YOUR ASSIGNMENT:
Take every line containing "fixed" from the material and copy it.

RECORD SET:
BEGIN

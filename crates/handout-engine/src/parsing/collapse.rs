use crate::models::Block;

/// Coalesce runs of adjacent same-kind text-bearing blocks.
///
/// A left-to-right scan keeps an accumulator; each block either
/// merge-appends onto it (same text-bearing kind) or flushes it and
/// takes its place. Atomic blocks never merge, so each one flushes as
/// its own singleton. Collapsing is idempotent.
pub fn collapse(blocks: Vec<Block>) -> Vec<Block> {
    let mut collapsed = Vec::new();
    let mut blocks = blocks.into_iter();
    let Some(mut accumulator) = blocks.next() else {
        return collapsed;
    };
    for block in blocks {
        if let Err(block) = accumulator.merge_append(block) {
            collapsed.push(std::mem::replace(&mut accumulator, block));
        }
    }
    collapsed.push(accumulator);
    collapsed
}

#[cfg(test)]
mod tests {
    use super::*;
    use crate::models::Figure;
    use pretty_assertions::assert_eq;

    #[test]
    fn empty_input_collapses_to_empty() {
        assert_eq!(collapse(vec![]), vec![]);
    }

    #[test]
    fn adjacent_code_blocks_merge() {
        let blocks = vec![
            Block::text("One-line docstring at start"),
            Block::code("def foo():"),
            Block::code("    pass"),
        ];
        assert_eq!(
            collapse(blocks),
            vec![
                Block::Text(vec!["One-line docstring at start".into()]),
                Block::Code(vec!["def foo():".into(), "    pass".into()]),
            ]
        );
    }

    #[test]
    fn mixed_kinds_stay_separate() {
        let blocks = vec![
            Block::Image(Figure::new("pic.png")),
            Block::code("# some code here"),
            Block::text(""),
        ];
        assert_eq!(collapse(blocks.clone()), blocks);
    }

    #[test]
    fn atomic_neighbours_never_merge() {
        let blocks = vec![
            Block::Image(Figure::new("a.png")),
            Block::Image(Figure::new("b.png")),
        ];
        assert_eq!(collapse(blocks.clone()), blocks);
    }

    #[test]
    fn collapse_is_idempotent() {
        let blocks = vec![
            Block::code("a"),
            Block::code("b"),
            Block::text("p"),
            Block::text("q"),
            Block::Video(Figure::new("clip.mp4")),
            Block::Video(Figure::new("clip.mp4")),
            Block::message("m"),
        ];
        let once = collapse(blocks);
        let twice = collapse(once.clone());
        assert_eq!(once, twice);
    }
}
use std::collections::HashMap;

use indexmap::IndexMap;
use thiserror::Error;
use tracing::{info_span, instrument, trace, Span};

use crate::{
    block::{BlockError, CacheBlock},
    config::{CacheConfig, SchedulerPolicy},
    sequence::Sequence,
};

/// Outcome of an admission capacity check.
#[derive(Clone, Copy, Debug, PartialEq, Eq)]
pub enum AllocationStatus {
    /// The sequence can be admitted now
    Ok,
    /// Not enough free capacity now, but enough once other sequences release
    /// their blocks
    Later,
    /// The whole pool can never satisfy this sequence
    Never,
}

/// `BlockManager` - the fixed-capacity pool of paged KV cache blocks.
///
/// Allocation is all-or-nothing and never blocks. Blocks are interchangeable;
/// the free table keeps insertion order so that identical request arrival
/// orders reproduce identical block assignments across runs (and across
/// cooperating ranks).
#[derive(Debug)]
pub struct BlockManager {
    /// Block size, in token positions
    block_size: usize,
    /// Total number of blocks, fixed at construction
    num_blocks: usize,
    /// Free blocks, keyed by block id, in deterministic first-fit order
    free_table: IndexMap<u32, CacheBlock>,
    /// Blocks owned per sequence, keyed by request id, in logical order
    block_tables: HashMap<u64, Vec<CacheBlock>>,
    /// Outstanding worst-case reservations per sequence, in blocks. Only
    /// populated under `GuaranteedNoEvict`; drained as the sequence's actual
    /// allocation grows.
    reservations: HashMap<u64, usize>,
    /// Tracing span
    span: Span,
}

impl BlockManager {
    /// Constructor
    pub fn new(cache_config: &CacheConfig) -> Self {
        let block_size = cache_config.block_size();
        let num_blocks = cache_config.num_blocks();
        let free_table = (0..num_blocks as u32)
            .map(|block_id| (block_id, CacheBlock::new(block_id, block_size)))
            .collect();
        Self {
            block_size,
            num_blocks,
            free_table,
            block_tables: HashMap::new(),
            reservations: HashMap::new(),
            span: info_span!("block-manager"),
        }
    }

    /// Getter for `block_size`
    pub fn block_size(&self) -> usize {
        self.block_size
    }

    /// Total number of blocks in the pool
    pub fn num_total_blocks(&self) -> usize {
        self.num_blocks
    }

    /// Number of currently free blocks
    pub fn num_free_blocks(&self) -> usize {
        self.free_table.len()
    }

    /// Number of blocks assigned to sequences
    pub fn num_allocated_blocks(&self) -> usize {
        self.num_blocks - self.free_table.len()
    }

    /// Sum of outstanding worst-case reservations
    pub fn num_reserved_blocks(&self) -> usize {
        self.reservations.values().sum()
    }

    /// Free blocks not spoken for by outstanding reservations; the headroom
    /// admission may use.
    pub fn num_available_blocks(&self) -> usize {
        self.free_table.len() - self.num_reserved_blocks()
    }

    /// Number of blocks needed to hold `num_tokens` token positions
    pub fn blocks_needed(&self, num_tokens: usize) -> usize {
        num_tokens.div_ceil(self.block_size)
    }

    /// Capacity check for admitting `sequence` under `policy`.
    ///
    /// `MaxUtilization` checks only the immediate need (prompt plus any
    /// retained generated prefix); `GuaranteedNoEvict` checks the worst-case
    /// final size so the sequence can run to completion without eviction.
    pub fn can_admit(&self, sequence: &Sequence, policy: SchedulerPolicy) -> AllocationStatus {
        let required = match policy {
            SchedulerPolicy::MaxUtilization => self.blocks_needed(sequence.total_len()),
            SchedulerPolicy::GuaranteedNoEvict => {
                sequence.worst_case_num_blocks(self.block_size)
            }
        };
        if required > self.num_blocks {
            AllocationStatus::Never
        } else if required <= self.num_available_blocks() {
            AllocationStatus::Ok
        } else {
            AllocationStatus::Later
        }
    }

    /// Assigns blocks for `sequence`'s current length, all-or-nothing.
    ///
    /// Under `GuaranteedNoEvict` the remaining worst-case growth is recorded
    /// as a reservation, to be consumed by later `append_slot` calls.
    ///
    /// # Panics
    ///
    /// Allocating for a sequence that already owns blocks is a scheduler bug.
    #[instrument(skip_all, fields(request_id = sequence.request_id()))]
    pub fn allocate(
        &mut self,
        sequence: &Sequence,
        policy: SchedulerPolicy,
    ) -> Result<(), BlockManagerError> {
        let request_id = sequence.request_id();
        assert!(
            !self.block_tables.contains_key(&request_id),
            "request {request_id} already owns cache blocks"
        );

        let immediate = self.blocks_needed(sequence.total_len());
        if immediate > self.free_table.len() {
            return Err(BlockManagerError::NotEnoughFreeBlocks {
                needed: immediate,
                free: self.free_table.len(),
            });
        }

        let mut table = Vec::with_capacity(immediate);
        for _ in 0..immediate {
            // First-fit: the oldest entry of the ordered free table.
            let (_, mut block) = self
                .free_table
                .shift_remove_index(0)
                .expect("free table drained mid-allocation");
            block.increment_ref_count();
            table.push(block);
        }
        trace!(
            "allocated {immediate} blocks to request {request_id}, {} free",
            self.free_table.len()
        );
        self.block_tables.insert(request_id, table);

        if policy == SchedulerPolicy::GuaranteedNoEvict {
            let worst = sequence.worst_case_num_blocks(self.block_size);
            self.reservations
                .insert(request_id, worst.saturating_sub(immediate));
        }
        Ok(())
    }

    /// Grows a sequence's block list so it can hold `new_total_len` tokens.
    ///
    /// Returns `Ok(false)` when the pool is exhausted, which triggers
    /// eviction consideration in the scheduler. A plain decode step crosses
    /// at most one block boundary; a speculative multi-token step may cross
    /// several, so growth loops until the new length is covered.
    ///
    /// # Panics
    ///
    /// Extending a sequence that owns no blocks is a scheduler bug.
    #[instrument(skip(self))]
    pub fn append_slot(
        &mut self,
        request_id: u64,
        new_total_len: usize,
    ) -> Result<bool, BlockManagerError> {
        let needed = self.blocks_needed(new_total_len);
        let table = self
            .block_tables
            .get_mut(&request_id)
            .unwrap_or_else(|| panic!("request {request_id} owns no cache blocks"));

        while needed > table.len() {
            let Some((_, mut block)) = self.free_table.shift_remove_index(0) else {
                return Ok(false);
            };
            block.increment_ref_count();
            table.push(block);

            if let Some(reserved) = self.reservations.get_mut(&request_id) {
                *reserved = reserved.saturating_sub(1);
            }
        }
        Ok(true)
    }

    /// Returns all of a sequence's blocks to the free set and drops its
    /// outstanding reservation. The blocks are available for the next
    /// admission pass.
    ///
    /// # Panics
    ///
    /// Releasing a sequence that owns no blocks (including releasing twice)
    /// is a fatal contract violation, not a silent no-op.
    #[instrument(skip(self))]
    pub fn free(&mut self, request_id: u64) -> Result<(), BlockManagerError> {
        let table = self
            .block_tables
            .remove(&request_id)
            .unwrap_or_else(|| panic!("releasing cache blocks of request {request_id} twice"));
        for mut block in table {
            block.decrease_ref_count()?;
            self.free_table.insert(block.block_id(), block);
        }
        self.reservations.remove(&request_id);
        trace!("released request {request_id}, {} free", self.free_table.len());
        Ok(())
    }

    /// The physical block ids assigned to a sequence, in logical order
    pub fn block_table_ids(&self, request_id: u64) -> Option<Vec<u32>> {
        self.block_tables
            .get(&request_id)
            .map(|table| table.iter().map(|block| block.block_id()).collect())
    }
}

#[derive(Debug, Error)]
pub enum BlockManagerError {
    #[error("Not enough free blocks: needed `{needed}`, free `{free}`")]
    NotEnoughFreeBlocks { needed: usize, free: usize },
    #[error("Block error: `{0}`")]
    BlockError(#[from] BlockError),
}

#[cfg(test)]
mod tests {
    use super::*;
    use crate::sequence::tests::create_sequence;

    const BLOCK_SIZE: usize = 4;
    const NUM_BLOCKS: usize = 8;

    fn block_manager() -> BlockManager {
        let cache_config =
            CacheConfig::new(BLOCK_SIZE, NUM_BLOCKS).expect("Failed to generate `CacheConfig`");
        BlockManager::new(&cache_config)
    }

    #[test]
    fn test_allocate_and_free() {
        let mut manager = block_manager();
        let sequence = create_sequence(1, 10, 4, None);

        assert_eq!(
            manager.can_admit(&sequence, SchedulerPolicy::MaxUtilization),
            AllocationStatus::Ok
        );
        manager
            .allocate(&sequence, SchedulerPolicy::MaxUtilization)
            .expect("Failed to allocate");

        // 10 prompt tokens over 4-token blocks need 3 blocks.
        assert_eq!(manager.num_allocated_blocks(), 3);
        assert_eq!(manager.block_table_ids(1), Some(vec![0, 1, 2]));

        manager.free(1).expect("Failed to free");
        assert_eq!(manager.num_allocated_blocks(), 0);
        assert_eq!(manager.num_free_blocks(), NUM_BLOCKS);
    }

    #[test]
    fn test_admission_is_all_or_nothing() {
        let mut manager = block_manager();
        // 26 tokens -> 7 blocks.
        let first = create_sequence(1, 26, 4, None);
        manager
            .allocate(&first, SchedulerPolicy::MaxUtilization)
            .expect("Failed to allocate");
        assert_eq!(manager.num_free_blocks(), 1);

        // 6 tokens -> 2 blocks; only 1 free, so nothing is granted.
        let second = create_sequence(2, 6, 4, None);
        assert_eq!(
            manager.can_admit(&second, SchedulerPolicy::MaxUtilization),
            AllocationStatus::Later
        );
        assert!(manager
            .allocate(&second, SchedulerPolicy::MaxUtilization)
            .is_err());
        assert_eq!(manager.num_free_blocks(), 1);
        assert!(manager.block_table_ids(2).is_none());
    }

    #[test]
    fn test_never_admittable() {
        let manager = block_manager();
        // 40 tokens -> 10 blocks, more than the whole pool.
        let sequence = create_sequence(1, 40, 4, None);
        assert_eq!(
            manager.can_admit(&sequence, SchedulerPolicy::MaxUtilization),
            AllocationStatus::Never
        );
    }

    #[test]
    fn test_append_slot_grows_at_block_boundary() {
        let mut manager = block_manager();
        let sequence = create_sequence(1, 4, 8, None);
        manager
            .allocate(&sequence, SchedulerPolicy::MaxUtilization)
            .expect("Failed to allocate");
        assert_eq!(manager.num_allocated_blocks(), 1);

        // Token 5 crosses into a second block; 6..8 then fit inside it.
        assert!(manager.append_slot(1, 5).expect("Failed to append"));
        assert_eq!(manager.num_allocated_blocks(), 2);
        for new_len in 6..=8 {
            assert!(manager.append_slot(1, new_len).expect("Failed to append"));
            assert_eq!(manager.num_allocated_blocks(), 2);
        }
        assert!(manager.append_slot(1, 9).expect("Failed to append"));
        assert_eq!(manager.num_allocated_blocks(), 3);
    }

    #[test]
    fn test_append_slot_reports_exhaustion() {
        let cache_config = CacheConfig::new(4, 1).expect("Failed to generate `CacheConfig`");
        let mut manager = BlockManager::new(&cache_config);
        let sequence = create_sequence(1, 4, 8, None);
        manager
            .allocate(&sequence, SchedulerPolicy::MaxUtilization)
            .expect("Failed to allocate");

        assert!(!manager.append_slot(1, 5).expect("Failed to append"));
    }

    #[test]
    fn test_freed_blocks_are_reused_deterministically() {
        let mut manager = block_manager();
        let first = create_sequence(1, 8, 4, None);
        let second = create_sequence(2, 8, 4, None);
        manager
            .allocate(&first, SchedulerPolicy::MaxUtilization)
            .expect("Failed to allocate");
        manager
            .allocate(&second, SchedulerPolicy::MaxUtilization)
            .expect("Failed to allocate");
        assert_eq!(manager.block_table_ids(1), Some(vec![0, 1]));
        assert_eq!(manager.block_table_ids(2), Some(vec![2, 3]));

        manager.free(1).expect("Failed to free");

        // The next admission takes the oldest free entries: 4..7 remained,
        // then 0 and 1 were re-added.
        let third = create_sequence(3, 24, 4, None);
        manager
            .allocate(&third, SchedulerPolicy::MaxUtilization)
            .expect("Failed to allocate");
        assert_eq!(manager.block_table_ids(3), Some(vec![4, 5, 6, 7, 0, 1]));
    }

    #[test]
    fn test_no_evict_reservations() {
        let mut manager = block_manager();
        // Prompt 4 (1 block) + max 12 new tokens -> worst case 4 blocks.
        let first = create_sequence(1, 4, 12, None);
        manager
            .allocate(&first, SchedulerPolicy::GuaranteedNoEvict)
            .expect("Failed to allocate");
        assert_eq!(manager.num_allocated_blocks(), 1);
        assert_eq!(manager.num_reserved_blocks(), 3);
        assert_eq!(manager.num_available_blocks(), 4);

        // Growth consumes the reservation rather than shared headroom.
        assert!(manager.append_slot(1, 5).expect("Failed to append"));
        assert_eq!(manager.num_reserved_blocks(), 2);
        assert_eq!(manager.num_available_blocks(), 4);

        // A second worst-case-5-block sequence no longer fits the headroom.
        let second = create_sequence(2, 8, 12, None);
        assert_eq!(
            manager.can_admit(&second, SchedulerPolicy::GuaranteedNoEvict),
            AllocationStatus::Later
        );

        manager.free(1).expect("Failed to free");
        assert_eq!(manager.num_reserved_blocks(), 0);
        assert_eq!(
            manager.can_admit(&second, SchedulerPolicy::GuaranteedNoEvict),
            AllocationStatus::Ok
        );
    }

    #[test]
    fn test_pool_invariant_holds_across_churn() {
        let mut manager = block_manager();
        for round in 0..4u64 {
            for offset in 0..2 {
                let sequence = create_sequence(round * 2 + offset, 12, 4, None);
                manager
                    .allocate(&sequence, SchedulerPolicy::MaxUtilization)
                    .expect("Failed to allocate");
                assert!(manager.num_allocated_blocks() <= manager.num_total_blocks());
            }
            manager.free(round * 2).expect("Failed to free");
            manager.free(round * 2 + 1).expect("Failed to free");
        }
        assert_eq!(manager.num_free_blocks(), NUM_BLOCKS);
    }

    #[test]
    #[should_panic(expected = "twice")]
    fn test_double_release_is_fatal() {
        let mut manager = block_manager();
        let sequence = create_sequence(1, 4, 4, None);
        manager
            .allocate(&sequence, SchedulerPolicy::MaxUtilization)
            .expect("Failed to allocate");
        manager.free(1).expect("Failed to free");
        let _ = manager.free(1);
    }
}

END

ANSWER:
/// `BlockManager` - the fixed-capacity pool of paged KV cache blocks.
    /// Total number of blocks, fixed at construction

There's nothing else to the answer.